Vivemos uma era em que nossa realidade está sendo criada pelos nossos dados pessoais em diversas plataformas, seja para nossa comodidade ou pelo interesse de ações direcionadas. A realidade dos espaços públicos, da percepção, do debate público com nossos pares, parece que está ficando cada vez mais distante.
As regulamentações apenas nos modelos de operação das organizações que lidam com dados podem representar um fim à inovação, assim como a renúncia de direitos dos consumidores ou cidadãos.
Vivenciamos um momento crítico que é a regulamentação do uso de dados pessoais, que se não for discutida com profundidade e com foco no direito à privacidade, pode representar grandes problemas para o mercado, para o ecossistema de inovação e para as democracias.

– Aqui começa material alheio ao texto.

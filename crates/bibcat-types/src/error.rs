pub type Result<T, E = Error> = std::result::Result<T, E>;

/// Location context reported with validation failures. All entity payloads
/// arrive in the request body, so this is currently the only location.
pub const BODY: &str = "body";

/// A single violated schema rule, tagged with the offending field.
#[derive(Debug, Clone, PartialEq, Eq, thiserror::Error)]
pub enum ValidationError {
    #[error("{location}.{field} is required")]
    MissingRequiredField {
        field: &'static str,
        location: &'static str,
    },

    #[error("{location}.{field}: {value:?} is not one of {allowed:?}")]
    InvalidEnumValue {
        field: &'static str,
        location: &'static str,
        value: String,
        allowed: &'static [&'static str],
    },
}

impl ValidationError {
    pub fn required(field: &'static str) -> Self {
        ValidationError::MissingRequiredField {
            field,
            location: BODY,
        }
    }

    pub fn enum_value(
        field: &'static str,
        value: impl Into<String>,
        allowed: &'static [&'static str],
    ) -> Self {
        ValidationError::InvalidEnumValue {
            field,
            location: BODY,
            value: value.into(),
            allowed,
        }
    }

    pub fn field(&self) -> &'static str {
        match self {
            ValidationError::MissingRequiredField { field, .. } => field,
            ValidationError::InvalidEnumValue { field, .. } => field,
        }
    }
}

/// Union of every rule a record violated. Checks never short-circuit, so the
/// caller sees all problems at once.
#[derive(Debug, Clone, PartialEq, Eq, thiserror::Error)]
#[error("Validation failed: {}", list_violations(.violations))]
pub struct CompositeValidationError {
    violations: Vec<ValidationError>,
}

fn list_violations(violations: &[ValidationError]) -> String {
    violations
        .iter()
        .map(|v| v.to_string())
        .collect::<Vec<_>>()
        .join("; ")
}

impl CompositeValidationError {
    pub fn new(violations: Vec<ValidationError>) -> Self {
        Self { violations }
    }

    /// Ok when no rule was violated, otherwise the composite error.
    pub fn check(violations: Vec<ValidationError>) -> Result<(), Self> {
        if violations.is_empty() {
            Ok(())
        } else {
            Err(Self::new(violations))
        }
    }

    pub fn violations(&self) -> &[ValidationError] {
        &self.violations
    }
}

#[derive(Debug, thiserror::Error)]
pub enum Error {
    #[error("Validation error: {0}")]
    Validation(#[from] CompositeValidationError),

    #[error("Serialization error: {0}")]
    Serialization(#[source] serde_json::Error),

    #[error("Deserialization error: {0}")]
    Deserialization(#[source] serde_json::Error),

    #[error("Invalid entity id: {0}")]
    InvalidEntityId(String),
}
pub mod auth_oidc;
pub mod creator;
pub mod release_ref;

pub use auth_oidc::AuthOidc;
pub use creator::CreatorEntity;
pub use release_ref::ReleaseRef;

pub use bibcat_types::{CompositeValidationError, Entity, Error, ValidationError};
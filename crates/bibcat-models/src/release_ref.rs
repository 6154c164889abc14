use bibcat_types::{CompositeValidationError, Entity};
use serde::{Deserialize, Serialize};

/// Citation from a release to another release or an external work. All
/// fields are optional and omitted from the wire form when unset.
#[derive(Debug, Default, Clone, PartialEq, Serialize, Deserialize)]
#[cfg_attr(feature = "openapi", derive(utoipa::ToSchema))]
pub struct ReleaseRef {
    #[serde(default, skip_serializing_if = "Option::is_none")]
    pub index: Option<i64>,

    #[serde(default, skip_serializing_if = "Option::is_none")]
    pub target_release_id: Option<String>,

    /// Free-form citation metadata carried through unmodified.
    #[serde(default, skip_serializing_if = "Option::is_none")]
    pub extra: Option<serde_json::Value>,

    #[serde(default, skip_serializing_if = "Option::is_none")]
    pub key: Option<String>,

    #[serde(default, skip_serializing_if = "Option::is_none")]
    pub year: Option<i64>,

    #[serde(default, skip_serializing_if = "Option::is_none")]
    pub container_name: Option<String>,

    #[serde(default, skip_serializing_if = "Option::is_none")]
    pub title: Option<String>,

    #[serde(default, skip_serializing_if = "Option::is_none")]
    pub locator: Option<String>,
}

impl Entity for ReleaseRef {
    // no required fields and no enumerations
    fn validate(&self) -> Result<(), CompositeValidationError> {
        Ok(())
    }
}
use bibcat_types::{CompositeValidationError, Entity, ValidationError};
use serde::{Deserialize, Serialize};
use tracing::debug;

/// Lifecycle state "wip" - record is work in progress.
pub const STATE_WIP: &str = "wip";
/// Lifecycle state "active" - record is live in the catalog.
pub const STATE_ACTIVE: &str = "active";
/// Lifecycle state "redirect" - record was superseded by another ident.
pub const STATE_REDIRECT: &str = "redirect";
/// Lifecycle state "deleted" - record was removed.
pub const STATE_DELETED: &str = "deleted";

/// Closed set of allowed lifecycle states, frozen at compile time.
pub const STATE_ENUM: &[&str] = &[STATE_WIP, STATE_ACTIVE, STATE_REDIRECT, STATE_DELETED];

/// A creator (person or organization) record in the catalog.
#[derive(Debug, Default, Clone, PartialEq, Eq, Serialize, Deserialize)]
#[cfg_attr(feature = "openapi", derive(utoipa::ToSchema))]
pub struct CreatorEntity {
    /// Stable external identifier, distinct from the revision token.
    /// Required; serialized as null when absent.
    pub ident: Option<String>,

    #[serde(default, skip_serializing_if = "String::is_empty")]
    pub name: String,

    #[serde(default, skip_serializing_if = "String::is_empty")]
    pub orcid: String,

    /// Ident of the superseding record, populated only when state is
    /// "redirect".
    #[serde(default, skip_serializing_if = "String::is_empty")]
    pub redirect: String,

    #[serde(default, skip_serializing_if = "String::is_empty")]
    pub revision: String,

    /// Lifecycle state, one of [`STATE_ENUM`]. Required; serialized as null
    /// when absent.
    pub state: Option<String>,
}

impl Entity for CreatorEntity {
    fn validate(&self) -> Result<(), CompositeValidationError> {
        let mut violations = Vec::new();

        if self.ident.is_none() {
            violations.push(ValidationError::required("ident"));
        }

        match self.state.as_deref() {
            None => violations.push(ValidationError::required("state")),
            Some(state) if !STATE_ENUM.contains(&state) => {
                violations.push(ValidationError::enum_value("state", state, STATE_ENUM));
            }
            Some(_) => {}
        }

        if !violations.is_empty() {
            debug!("Invalid creator entity, {} violations", violations.len());
        }
        CompositeValidationError::check(violations)
    }
}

Para startups, o maior obstáculo é lidar com regulamentações complexas. Para o mercado, é a adoção de práticas excessivas, o que na prática apenas pouquíssimos atores conseguem realizar e, por último, expõe cidadãos a abusos digitais.
Este mês a Cloudflare, uma empresa referência de tecnologia e que fornece serviços de resolução de nomes de domínio para empresas e pessoas, está oferecendo um novo diferencial, que é a privacidade em primeiro lugar. Nesta prestação de serviço, a empresa garante que os dados de usuários não serão repassados para terceiros, assim como também que irá remover as informações de seus próprios bancos de dados depois de 24 horas. É uma promessa, com práticas para serem auditadas, mas sem nenhuma garantia técnica. De maneira resumida, estamos confiando em todas as pessoas que operam o serviço e que nenhuma mudança de postura haverá no futuro.
A solução viável para estes desafios está no direito à tecnologia para consumidores e cidadãos, direito à criptografia, privacidade de dados pessoais e explicação do que ocorre com seus dados. Pode parecer utópico, mas a União Europeia já deu o primeiro passo na sua nova regulamentação de dados pessoais, que entra em vigor em maio deste ano. A mudança exige uma série de práticas focadas no consumidor. Mas ainda se faz necessário mudar o controle computacionalmente, para termos certeza de como nossas realidades estão sendo construídas e nossas mentes influenciadas.
Artigo publicado 06/04/2018 na coluna Multidões, na Época Negócios.